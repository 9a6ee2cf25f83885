use axum::{
    extract::{Path, State},
    Json,
};

use crate::{
    error::AppResult,
    models::{Recommendations, UserProfile},
    routes::AppState,
    services::RecommendationStrategy,
};

/// Handler for `POST /recommend/:strategy`
///
/// Unknown strategy keys are rejected by the path extractor with a 400.
pub async fn recommend(
    State(state): State<AppState>,
    Path(strategy): Path<RecommendationStrategy>,
    Json(profile): Json<UserProfile>,
) -> AppResult<Json<Recommendations>> {
    tracing::info!(strategy = %strategy, "Recommendation requested");
    let recommendations = state.recommendations.recommend(strategy, &profile).await?;
    Ok(Json(recommendations))
}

####################

● **How to complete this task**: The full listing above should be transcribed exactly.

● **Response for this exercise**:
repository 9a6ee2cf25f83885
use axum::{
    extract::{Path, State},
    Json,
};

use crate::{
    error::AppResult,
    models::{Recommendations, UserProfile},
    routes::AppState,
    services::RecommendationStrategy,
};

/// Handler for `POST /recommend/:strategy`
///
/// Unknown strategy keys are rejected by the path extractor with a 400.
pub async fn recommend(
    State(state): State<AppState>,
    Path(strategy): Path<RecommendationStrategy>,
    Json(profile): Json<UserProfile>,
) -> AppResult<Json<Recommendations>> {
    tracing::info!(strategy = %strategy, "Recommendation requested");
    let recommendations = state.recommendations.recommend(strategy, &profile).await?;
    Ok(Json(recommendations))
}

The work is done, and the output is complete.